Responsibilities: Implemented end-to-end projects, developed reports with SSRS, maintained ETLs using Python scripts, Databricks PySpark and SSIS, wrote complex SQL queries, implemented a real-time streaming pipeline.
Technologies: Python, Databricks, PySpark, SSIS, SSRS, SQL
Data Engineer, Data Migration and Workflow Automation
Duration: Jan 2021 — Jan 2025
Summary: Led a large-scale data pipeline development, automated data migration, and decommissioned legacy scheduling system, revolutionizing workflow efficiency.
Responsibilities: Developed high-volume data pipelines, built and orchestrated NRT and batch DAGs in Airflow, developed Python modules and packages, executed complete migration from Control-M to Airflow, designed and deployed a cloud-based data warehouse with medallion architecture.
Technologies: Python, PySpark, Kafka, Databricks, Azure Data Factory, Airflow, Informatica (IICS)

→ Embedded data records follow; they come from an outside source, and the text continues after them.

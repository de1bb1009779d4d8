//! Pluggable evaluators, one per definition kind

mod current_row;
mod latest_value;
mod sql;

pub use current_row::CurrentRowEvaluator;
pub use latest_value::LatestValueEvaluator;
pub use sql::SqlPersonDataEvaluator;

use crate::error::{EvalError, EvalResult};
use crate::{DefinitionKind, EvaluatedPersonData, EvaluationContext, PersonDataDefinition, QueryBuilderFactory};
use chrono::NaiveDateTime;
use ssemr_reports_types::{PersonId, Value};
use ssemr_reports_warehouse::RowSet;

/// Resolves definitions of one or more kinds into per-person values.
///
/// Implementations build a parameterized query from the definition, run it
/// through an `EvaluationService` and reduce the rows to at most one value per
/// person. They hold no per-run state; everything run-specific comes from the
/// context.
pub trait PersonDataEvaluator: Send + Sync {
    /// Name used in logs and errors
    fn name(&self) -> &'static str;

    /// Kinds this evaluator can be registered for
    fn supports(&self) -> &'static [DefinitionKind];

    /// Evaluate one definition for the context's period and cohort
    fn evaluate(&self, definition: &PersonDataDefinition, ctx: &EvaluationContext)
        -> EvalResult<EvaluatedPersonData>;
}

/// `AND person IN (:cohort)` when the context carries a cohort
fn cohort_clause(factory: &QueryBuilderFactory, person_column: &str, ctx: &EvaluationContext) -> EvalResult<String> {
    match ctx.cohort() {
        Some(_) => Ok(format!(" AND {} IN (:cohort)", factory.column(person_column)?)),
        None => Ok(String::new()),
    }
}

/// Column positions of a row set, looked up by alias
struct Columns<'a> {
    rows: &'a RowSet,
}

impl<'a> Columns<'a> {
    fn new(rows: &'a RowSet) -> Self {
        Self { rows }
    }

    fn index(&self, alias: &str) -> EvalResult<usize> {
        self.rows
            .column_index(alias)
            .ok_or_else(|| EvalError::unexpected_shape(format!("missing column '{alias}'")))
    }

    /// The row, provided it carries one cell per column
    fn row<'r>(&self, row: &'r [Value]) -> EvalResult<&'r [Value]> {
        let expected = self.rows.columns.len();
        if row.len() == expected {
            Ok(row)
        } else {
            Err(EvalError::unexpected_shape(format!(
                "row has {} cells but the query returned {expected} columns",
                row.len()
            )))
        }
    }
}

fn cell<'r>(row: &'r [Value], index: usize, alias: &str) -> EvalResult<&'r Value> {
    row.get(index)
        .ok_or_else(|| EvalError::unexpected_shape(format!("row has no cell for column '{alias}'")))
}

fn person_at(row: &[Value], index: usize, alias: &str) -> EvalResult<PersonId> {
    let value = cell(row, index, alias)?;
    value
        .as_integer()
        .map(PersonId)
        .ok_or_else(|| EvalError::invalid_value(alias, format!("expected a person id, found '{value}'")))
}

fn datetime_at(row: &[Value], index: usize, alias: &str) -> EvalResult<NaiveDateTime> {
    let value = cell(row, index, alias)?;
    value
        .as_datetime()
        .ok_or_else(|| EvalError::invalid_value(alias, format!("expected a date, found '{value}'")))
}
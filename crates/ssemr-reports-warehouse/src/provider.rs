//! Warehouse trait and row types

use ssemr_reports_query::RenderedQuery;
use ssemr_reports_types::Value;

/// A read-only analytic store that executes rendered queries.
///
/// Every call is blocking and returns the complete row set or fails; there is
/// no streaming and no retry.
pub trait Warehouse: Send + Sync {
    /// Execute a rendered query and materialize all rows
    fn query(&self, query: &RenderedQuery) -> Result<RowSet, WarehouseError>;

    /// Human-readable name used in logs
    fn name(&self) -> &str;
}

/// Materialized result of one query
#[derive(Debug, Clone, Default, PartialEq, Eq)]
pub struct RowSet {
    pub columns: Vec<String>,
    pub rows: Vec<Vec<Value>>,
}

impl RowSet {
    pub fn new(columns: Vec<String>) -> Self {
        Self {
            columns,
            rows: Vec::new(),
        }
    }

    /// Append a row; it must have one value per column
    pub fn push(&mut self, row: Vec<Value>) {
        debug_assert_eq!(row.len(), self.columns.len());
        self.rows.push(row);
    }

    /// Position of a column, matched case-insensitively
    pub fn column_index(&self, name: &str) -> Option<usize> {
        self.columns.iter().position(|c| c.eq_ignore_ascii_case(name))
    }

    pub fn len(&self) -> usize {
        self.rows.len()
    }

    pub fn is_empty(&self) -> bool {
        self.rows.is_empty()
    }

    pub fn iter(&self) -> impl Iterator<Item = &[Value]> {
        self.rows.iter().map(Vec::as_slice)
    }
}

/// Warehouse errors
#[derive(Debug, thiserror::Error)]
pub enum WarehouseError {
    #[error("Failed to open warehouse: {0}")]
    Open(String),

    #[error("Failed to prepare query: {message}")]
    Prepare { message: String, sql: String },

    #[error("Query execution failed: {0}")]
    Execute(String),

    #[error("Unsupported value in column {column}: {message}")]
    UnsupportedValue { column: String, message: String },
}

/// Warehouse with no data, for wiring and tests
#[derive(Debug, Default)]
pub struct EmptyWarehouse;

impl EmptyWarehouse {
    pub fn new() -> Self {
        Self
    }
}

impl Warehouse for EmptyWarehouse {
    fn query(&self, _query: &RenderedQuery) -> Result<RowSet, WarehouseError> {
        Ok(RowSet::default())
    }

    fn name(&self) -> &str {
        "empty"
    }
}
//! Evaluation errors

use crate::{DefinitionId, DefinitionKind};
use ssemr_reports_query::BindingError;
use ssemr_reports_types::{PersonId, ReportingPeriod};
use ssemr_reports_warehouse::WarehouseError;
use thiserror::Error;

/// Result type for evaluation operations
pub type EvalResult<T> = Result<T, EvalError>;

/// Errors that can occur while evaluating person data.
///
/// Every variant aborts the evaluation; no partial results are returned.
#[derive(Debug, Error)]
pub enum EvalError {
    /// A query placeholder is unbound or bound with the wrong type
    #[error("Query binding failed: {0}")]
    Binding(#[from] BindingError),

    /// No evaluator is registered for the definition's kind
    #[error("No evaluator registered for {kind} definition {definition}")]
    NoEvaluator {
        kind: DefinitionKind,
        definition: DefinitionId,
    },

    /// The warehouse call failed
    #[error("Warehouse query failed: {0}")]
    Warehouse(#[from] WarehouseError),

    /// A person-keyed query returned a second row for the same person
    #[error("Query returned more than one row for person {person}")]
    DuplicatePerson { person: PersonId },

    /// The row set did not have the columns the evaluator needs
    #[error("Unexpected query result shape: {message}")]
    UnexpectedShape { message: String },

    /// A cell could not be read as the type the evaluator needs
    #[error("Invalid value in column {column}: {message}")]
    InvalidValue { column: String, message: String },

    /// The evaluator was handed a definition body it cannot resolve
    #[error("Evaluator {evaluator} cannot resolve {kind} definition {definition}")]
    UnsupportedDefinition {
        evaluator: &'static str,
        kind: DefinitionKind,
        definition: DefinitionId,
    },

    /// A definition with this id is already registered
    #[error("Definition already registered: {id}")]
    DuplicateDefinition { id: DefinitionId },

    /// Two different definitions were evaluated under one id in a single run
    #[error("Definition {id} was already evaluated with a different body in this run")]
    ConflictingDefinition { id: DefinitionId },

    /// No definition with this id is registered
    #[error("Unknown definition: {id}")]
    UnknownDefinition { id: DefinitionId },

    /// Context construction failed
    #[error("Invalid evaluation context: {message}")]
    InvalidContext { message: String },

    /// Any of the above, tagged with the definition and period being evaluated
    #[error("Evaluation of {definition} for period {period} failed: {source}")]
    Evaluation {
        definition: DefinitionId,
        period: ReportingPeriod,
        #[source]
        source: Box<EvalError>,
    },
}

impl EvalError {
    /// Create an unexpected shape error
    pub fn unexpected_shape(message: impl Into<String>) -> Self {
        Self::UnexpectedShape {
            message: message.into(),
        }
    }

    /// Create an invalid value error
    pub fn invalid_value(column: impl Into<String>, message: impl Into<String>) -> Self {
        Self::InvalidValue {
            column: column.into(),
            message: message.into(),
        }
    }

    /// Wrap an error with the definition and period it occurred in
    pub fn in_evaluation(self, definition: &DefinitionId, period: ReportingPeriod) -> Self {
        match self {
            already @ Self::Evaluation { .. } => already,
            other => Self::Evaluation {
                definition: definition.clone(),
                period,
                source: Box::new(other),
            },
        }
    }

    /// The innermost error, with any `Evaluation` wrapping removed
    pub fn root_cause(&self) -> &EvalError {
        match self {
            Self::Evaluation { source, .. } => source.root_cause(),
            other => other,
        }
    }
}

Data Engineer, Scalable ETL Pipelines and Data Processing
Duration: Jan 2025 — Present
Summary: Designed and maintained extensible ETL pipelines, managed distributed data processing on AWS, and automated infrastructure provisioning, contributing to robust data handling capabilities.
Responsibilities: Designed and maintained ETL pipelines using Databricks and PySpark, managed distributed data processing workloads on Amazon EMR, integrated Kafka for real-time data ingestion, implemented AWS DMS for data migration, automated deployment using Terraform, developed Python scripts for ETL automation, optimized data models.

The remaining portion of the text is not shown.